What you need to do:
Print every line below. Match each one exactly.

Supplied material:
▬▬▬▬▬▬▬▬▬▬
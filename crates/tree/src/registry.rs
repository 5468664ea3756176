//! Process-wide registry of tree-node definitions.

use crate::context::{Context, KeyToken};
use crate::error::TreeError;
use crate::node::NodeDef;
use crate::value::{TreeValue, ValueRef, peel};
use fxhash::FxHashMap;
use parking_lot::RwLock;
use std::any::{Any, TypeId};
use std::sync::{Arc, LazyLock};
use tracing::{trace, warn};

#[derive(Debug, Default)]
struct Tables {
    by_type: FxHashMap<TypeId, Arc<NodeDef>>,
    by_name: FxHashMap<String, TypeId>,
}

/// A thread-safe registry mapping container types to their flatten/unflatten
/// behavior.
///
/// Indexed both by [`TypeId`] (in-process dispatch) and by serialized name
/// (cross-process identification). Registration happens during startup;
/// afterwards the registry is read-mostly and lookups take a shared lock.
#[derive(Debug, Default)]
pub struct TreeRegistry {
    tables: RwLock<Tables>,
}

impl TreeRegistry {
    /// Creates a new, empty `TreeRegistry`.
    #[must_use]
    pub fn new() -> Self {
        Self::default()
    }

    /// Registers a node definition.
    ///
    /// Both the type and the serialized name must be new to the registry.
    /// Re-registering is rejected rather than silently replaced: a second
    /// definition for a type would change flatten behavior process-wide, and
    /// a shared serialized name would make persisted structures ambiguous.
    ///
    /// # Errors
    /// Returns [`TreeError::DuplicateType`] if the type is already
    /// registered, or [`TreeError::DuplicateName`] if the serialized name is
    /// claimed by another type.
    pub fn register(&self, def: NodeDef) -> Result<(), TreeError> {
        let mut tables = self.tables.write();

        if let Some(existing) = tables.by_type.get(&def.type_id()) {
            warn!(
                node = def.type_name(),
                serialized = existing.serialized_name(),
                "Rejected duplicate tree node registration"
            );
            return Err(TreeError::DuplicateType {
                message: def.type_name().into(),
                context: Some(
                    format!("already registered as '{}'", existing.serialized_name()).into(),
                ),
            });
        }

        if let Some(owner) = tables.by_name.get(def.serialized_name()) {
            let owner_name =
                tables.by_type.get(owner).map_or("<unknown>", |existing| existing.type_name());
            warn!(
                node = def.type_name(),
                serialized = def.serialized_name(),
                owner = owner_name,
                "Rejected serialized name collision"
            );
            return Err(TreeError::DuplicateName {
                message: def.serialized_name().to_owned().into(),
                context: Some(format!("already claimed by '{owner_name}'").into()),
            });
        }

        trace!(
            node = def.type_name(),
            serialized = def.serialized_name(),
            "Registering tree node"
        );
        tables.by_name.insert(def.serialized_name().to_owned(), def.type_id());
        tables.by_type.insert(def.type_id(), Arc::new(def));
        Ok(())
    }

    /// Looks up the definition registered for `type_id`.
    #[must_use]
    pub fn lookup(&self, type_id: TypeId) -> Option<Arc<NodeDef>> {
        self.tables.read().by_type.get(&type_id).cloned()
    }

    /// Looks up the definition registered for the container type `T`.
    #[must_use]
    pub fn lookup_of<T: TreeValue>(&self) -> Option<Arc<NodeDef>> {
        self.lookup(TypeId::of::<T>())
    }

    /// Resolves a serialized name back to its definition.
    #[must_use]
    pub fn lookup_serialized(&self, serialized_name: &str) -> Option<Arc<NodeDef>> {
        let tables = self.tables.read();
        let type_id = tables.by_name.get(serialized_name)?;
        tables.by_type.get(type_id).cloned()
    }

    /// Returns `true` if the container type `T` is registered.
    #[must_use]
    pub fn is_registered<T: TreeValue>(&self) -> bool {
        self.tables.read().by_type.contains_key(&TypeId::of::<T>())
    }

    /// Returns the serialized name registered for `T`, if any.
    #[must_use]
    pub fn serialized_name_of<T: TreeValue>(&self) -> Option<String> {
        self.lookup_of::<T>().map(|def| def.serialized_name().to_owned())
    }

    /// Number of registered node types.
    #[must_use]
    pub fn len(&self) -> usize {
        self.tables.read().by_type.len()
    }

    /// Returns `true` if no node types are registered.
    #[must_use]
    pub fn is_empty(&self) -> bool {
        self.len() == 0
    }

    /// Decomposes `value` one level via its registered definition.
    ///
    /// Accepts either a container itself or a [`ValueRef`] holding one, so
    /// the output of an earlier `unflatten` can be fed straight back in.
    ///
    /// # Errors
    /// Returns [`TreeError::NotRegistered`] if `value`'s type has no
    /// definition.
    pub fn flatten(&self, value: &dyn TreeValue) -> Result<(Vec<ValueRef>, Context), TreeError> {
        let value = peel(value);
        self.def_for(value)?.flatten(value)
    }

    /// Decomposes `value` one level, pairing children with keypath tokens.
    ///
    /// # Errors
    /// Returns [`TreeError::NotRegistered`] if `value`'s type has no
    /// definition.
    pub fn flatten_with_keys(
        &self,
        value: &dyn TreeValue,
    ) -> Result<(Vec<(KeyToken, ValueRef)>, Context), TreeError> {
        let value = peel(value);
        self.def_for(value)?.flatten_with_keys(value)
    }

    /// Rebuilds a container of type `T` from `children` and `context`.
    ///
    /// # Errors
    /// Returns [`TreeError::NotRegistered`] if `T` has no definition, plus
    /// whatever the node's unflatten reports.
    pub fn unflatten_of<T: TreeValue>(
        &self,
        children: Vec<ValueRef>,
        context: &Context,
    ) -> Result<ValueRef, TreeError> {
        let def = self.lookup_of::<T>().ok_or_else(|| TreeError::NotRegistered {
            message: std::any::type_name::<T>().into(),
            context: None,
        })?;
        def.unflatten(children, context)
    }

    /// Rebuilds a container resolved by serialized name, for callers
    /// reconstructing structures persisted by another process or release.
    ///
    /// # Errors
    /// Returns [`TreeError::NotRegistered`] if the name is unknown, plus
    /// whatever the node's unflatten reports.
    pub fn unflatten(
        &self,
        serialized_name: &str,
        children: Vec<ValueRef>,
        context: &Context,
    ) -> Result<ValueRef, TreeError> {
        let def =
            self.lookup_serialized(serialized_name).ok_or_else(|| TreeError::NotRegistered {
                message: serialized_name.to_owned().into(),
                context: Some("no such serialized name".into()),
            })?;
        def.unflatten(children, context)
    }

    fn def_for(&self, value: &dyn TreeValue) -> Result<Arc<NodeDef>, TreeError> {
        let type_id = Any::type_id(value.as_any());
        self.lookup(type_id).ok_or_else(|| TreeError::NotRegistered {
            message: format!("{value:?}").into(),
            context: Some("flatten requires a registered node type".into()),
        })
    }
}

static REGISTRY: LazyLock<TreeRegistry> = LazyLock::new(TreeRegistry::new);

/// Returns the process-wide registry.
///
/// Populate it during startup (see `canopy-collections`'
/// `register_frozen_nodes`); afterwards it is effectively read-only.
#[must_use]
pub fn registry() -> &'static TreeRegistry {
    &REGISTRY
}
▬▬▬▬▬▬▬▬▬▬
Answer section:
filename crates/tree/src/registry.rs
repository 5468664ea3756176
//! Process-wide registry of tree-node definitions.

use crate::context::{Context, KeyToken};
use crate::error::TreeError;
use crate::node::NodeDef;
use crate::value::{TreeValue, ValueRef, peel};
use fxhash::FxHashMap;
use parking_lot::RwLock;
use std::any::{Any, TypeId};
use std::sync::{Arc, LazyLock};
use tracing::{trace, warn};

#[derive(Debug, Default)]
struct Tables {
    by_type: FxHashMap<TypeId, Arc<NodeDef>>,
    by_name: FxHashMap<String, TypeId>,
}

/// A thread-safe registry mapping container types to their flatten/unflatten
/// behavior.
///
/// Indexed both by [`TypeId`] (in-process dispatch) and by serialized name
/// (cross-process identification). Registration happens during startup;
/// afterwards the registry is read-mostly and lookups take a shared lock.
#[derive(Debug, Default)]
pub struct TreeRegistry {
    tables: RwLock<Tables>,
}

impl TreeRegistry {
    /// Creates a new, empty `TreeRegistry`.
    #[must_use]
    pub fn new() -> Self {
        Self::default()
    }

    /// Registers a node definition.
    ///
    /// Both the type and the serialized name must be new to the registry.
    /// Re-registering is rejected rather than silently replaced: a second
    /// definition for a type would change flatten behavior process-wide, and
    /// a shared serialized name would make persisted structures ambiguous.
    ///
    /// # Errors
    /// Returns [`TreeError::DuplicateType`] if the type is already
    /// registered, or [`TreeError::DuplicateName`] if the serialized name is
    /// claimed by another type.
    pub fn register(&self, def: NodeDef) -> Result<(), TreeError> {
        let mut tables = self.tables.write();

        if let Some(existing) = tables.by_type.get(&def.type_id()) {
            warn!(
                node = def.type_name(),
                serialized = existing.serialized_name(),
                "Rejected duplicate tree node registration"
            );
            return Err(TreeError::DuplicateType {
                message: def.type_name().into(),
                context: Some(
                    format!("already registered as '{}'", existing.serialized_name()).into(),
                ),
            });
        }

        if let Some(owner) = tables.by_name.get(def.serialized_name()) {
            let owner_name =
                tables.by_type.get(owner).map_or("<unknown>", |existing| existing.type_name());
            warn!(
                node = def.type_name(),
                serialized = def.serialized_name(),
                owner = owner_name,
                "Rejected serialized name collision"
            );
            return Err(TreeError::DuplicateName {
                message: def.serialized_name().to_owned().into(),
                context: Some(format!("already claimed by '{owner_name}'").into()),
            });
        }

        trace!(
            node = def.type_name(),
            serialized = def.serialized_name(),
            "Registering tree node"
        );
        tables.by_name.insert(def.serialized_name().to_owned(), def.type_id());
        tables.by_type.insert(def.type_id(), Arc::new(def));
        Ok(())
    }

    /// Looks up the definition registered for `type_id`.
    #[must_use]
    pub fn lookup(&self, type_id: TypeId) -> Option<Arc<NodeDef>> {
        self.tables.read().by_type.get(&type_id).cloned()
    }

    /// Looks up the definition registered for the container type `T`.
    #[must_use]
    pub fn lookup_of<T: TreeValue>(&self) -> Option<Arc<NodeDef>> {
        self.lookup(TypeId::of::<T>())
    }

    /// Resolves a serialized name back to its definition.
    #[must_use]
    pub fn lookup_serialized(&self, serialized_name: &str) -> Option<Arc<NodeDef>> {
        let tables = self.tables.read();
        let type_id = tables.by_name.get(serialized_name)?;
        tables.by_type.get(type_id).cloned()
    }

    /// Returns `true` if the container type `T` is registered.
    #[must_use]
    pub fn is_registered<T: TreeValue>(&self) -> bool {
        self.tables.read().by_type.contains_key(&TypeId::of::<T>())
    }

    /// Returns the serialized name registered for `T`, if any.
    #[must_use]
    pub fn serialized_name_of<T: TreeValue>(&self) -> Option<String> {
        self.lookup_of::<T>().map(|def| def.serialized_name().to_owned())
    }

    /// Number of registered node types.
    #[must_use]
    pub fn len(&self) -> usize {
        self.tables.read().by_type.len()
    }

    /// Returns `true` if no node types are registered.
    #[must_use]
    pub fn is_empty(&self) -> bool {
        self.len() == 0
    }

    /// Decomposes `value` one level via its registered definition.
    ///
    /// Accepts either a container itself or a [`ValueRef`] holding one, so
    /// the output of an earlier `unflatten` can be fed straight back in.
    ///
    /// # Errors
    /// Returns [`TreeError::NotRegistered`] if `value`'s type has no
    /// definition.
    pub fn flatten(&self, value: &dyn TreeValue) -> Result<(Vec<ValueRef>, Context), TreeError> {
        let value = peel(value);
        self.def_for(value)?.flatten(value)
    }

    /// Decomposes `value` one level, pairing children with keypath tokens.
    ///
    /// # Errors
    /// Returns [`TreeError::NotRegistered`] if `value`'s type has no
    /// definition.
    pub fn flatten_with_keys(
        &self,
        value: &dyn TreeValue,
    ) -> Result<(Vec<(KeyToken, ValueRef)>, Context), TreeError> {
        let value = peel(value);
        self.def_for(value)?.flatten_with_keys(value)
    }

    /// Rebuilds a container of type `T` from `children` and `context`.
    ///
    /// # Errors
    /// Returns [`TreeError::NotRegistered`] if `T` has no definition, plus
    /// whatever the node's unflatten reports.
    pub fn unflatten_of<T: TreeValue>(
        &self,
        children: Vec<ValueRef>,
        context: &Context,
    ) -> Result<ValueRef, TreeError> {
        let def = self.lookup_of::<T>().ok_or_else(|| TreeError::NotRegistered {
            message: std::any::type_name::<T>().into(),
            context: None,
        })?;
        def.unflatten(children, context)
    }

    /// Rebuilds a container resolved by serialized name, for callers
    /// reconstructing structures persisted by another process or release.
    ///
    /// # Errors
    /// Returns [`TreeError::NotRegistered`] if the name is unknown, plus
    /// whatever the node's unflatten reports.
    pub fn unflatten(
        &self,
        serialized_name: &str,
        children: Vec<ValueRef>,
        context: &Context,
    ) -> Result<ValueRef, TreeError> {
        let def =
            self.lookup_serialized(serialized_name).ok_or_else(|| TreeError::NotRegistered {
                message: serialized_name.to_owned().into(),
                context: Some("no such serialized name".into()),
            })?;
        def.unflatten(children, context)
    }

    fn def_for(&self, value: &dyn TreeValue) -> Result<Arc<NodeDef>, TreeError> {
        let type_id = Any::type_id(value.as_any());
        self.lookup(type_id).ok_or_else(|| TreeError::NotRegistered {
            message: format!("{value:?}").into(),
            context: Some("flatten requires a registered node type".into()),
        })
    }
}

static REGISTRY: LazyLock<TreeRegistry> = LazyLock::new(TreeRegistry::new);

/// Returns the process-wide registry.
///
/// Populate it during startup (see `canopy-collections`'
/// `register_frozen_nodes`); afterwards it is effectively read-only.
#[must_use]
pub fn registry() -> &'static TreeRegistry {
    &REGISTRY
}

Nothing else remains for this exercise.